▸ DIRECTIONS: Repeat only what appears from the line containing "Gauss rule along" through the last line of the listing below, exactly as written.
↓↓↓
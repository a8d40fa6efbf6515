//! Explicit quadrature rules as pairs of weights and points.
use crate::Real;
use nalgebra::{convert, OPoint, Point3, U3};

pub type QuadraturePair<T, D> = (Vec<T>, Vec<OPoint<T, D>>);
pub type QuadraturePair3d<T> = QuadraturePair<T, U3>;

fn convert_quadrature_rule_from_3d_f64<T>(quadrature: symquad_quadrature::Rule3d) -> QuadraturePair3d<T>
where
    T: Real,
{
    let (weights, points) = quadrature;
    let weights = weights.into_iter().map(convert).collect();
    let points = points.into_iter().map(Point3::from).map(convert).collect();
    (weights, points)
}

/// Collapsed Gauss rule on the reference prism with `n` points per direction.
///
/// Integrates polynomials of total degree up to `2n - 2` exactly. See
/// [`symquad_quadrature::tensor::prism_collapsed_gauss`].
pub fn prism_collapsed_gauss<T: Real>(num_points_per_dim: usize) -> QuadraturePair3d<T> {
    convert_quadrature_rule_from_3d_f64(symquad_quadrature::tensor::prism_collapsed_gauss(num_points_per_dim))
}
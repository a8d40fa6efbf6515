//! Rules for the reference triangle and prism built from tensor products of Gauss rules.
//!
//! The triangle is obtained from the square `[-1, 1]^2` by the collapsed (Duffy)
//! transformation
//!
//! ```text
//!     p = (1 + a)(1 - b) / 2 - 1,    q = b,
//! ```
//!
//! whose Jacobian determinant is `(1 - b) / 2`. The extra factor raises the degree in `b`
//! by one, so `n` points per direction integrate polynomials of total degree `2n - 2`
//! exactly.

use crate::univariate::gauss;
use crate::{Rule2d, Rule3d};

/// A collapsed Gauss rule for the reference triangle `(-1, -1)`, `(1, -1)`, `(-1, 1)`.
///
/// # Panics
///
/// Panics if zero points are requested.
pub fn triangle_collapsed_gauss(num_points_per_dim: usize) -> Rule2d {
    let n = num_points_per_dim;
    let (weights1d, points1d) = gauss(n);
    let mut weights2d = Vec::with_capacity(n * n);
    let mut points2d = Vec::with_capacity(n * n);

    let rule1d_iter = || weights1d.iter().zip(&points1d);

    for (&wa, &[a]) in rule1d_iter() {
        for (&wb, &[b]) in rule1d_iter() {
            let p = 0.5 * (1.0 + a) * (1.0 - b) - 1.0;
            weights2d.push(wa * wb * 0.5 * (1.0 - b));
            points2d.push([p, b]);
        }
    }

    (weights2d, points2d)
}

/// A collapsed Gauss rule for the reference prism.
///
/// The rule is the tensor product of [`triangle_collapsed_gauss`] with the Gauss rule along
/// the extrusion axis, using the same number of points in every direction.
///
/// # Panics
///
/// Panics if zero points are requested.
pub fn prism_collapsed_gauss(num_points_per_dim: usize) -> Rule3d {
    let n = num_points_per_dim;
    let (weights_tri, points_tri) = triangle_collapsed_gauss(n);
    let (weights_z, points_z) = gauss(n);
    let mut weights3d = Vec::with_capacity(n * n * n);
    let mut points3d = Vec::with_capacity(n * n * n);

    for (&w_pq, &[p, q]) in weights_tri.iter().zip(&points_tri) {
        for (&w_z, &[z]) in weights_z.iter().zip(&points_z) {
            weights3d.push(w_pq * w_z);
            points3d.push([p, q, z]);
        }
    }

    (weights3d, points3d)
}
↑↑↑
▸ TASK RESPONSE:
/// The rule is the tensor product of [`triangle_collapsed_gauss`] with the Gauss rule along
/// the extrusion axis, using the same number of points in every direction.
///
/// # Panics
///
/// Panics if zero points are requested.
pub fn prism_collapsed_gauss(num_points_per_dim: usize) -> Rule3d {
    let n = num_points_per_dim;
    let (weights_tri, points_tri) = triangle_collapsed_gauss(n);
    let (weights_z, points_z) = gauss(n);
    let mut weights3d = Vec::with_capacity(n * n * n);
    let mut points3d = Vec::with_capacity(n * n * n);

    for (&w_pq, &[p, q]) in weights_tri.iter().zip(&points_tri) {
        for (&w_z, &[z]) in weights_z.iter().zip(&points_z) {
            weights3d.push(w_pq * w_z);
            points3d.push([p, q, z]);
        }
    }

    (weights3d, points3d)
}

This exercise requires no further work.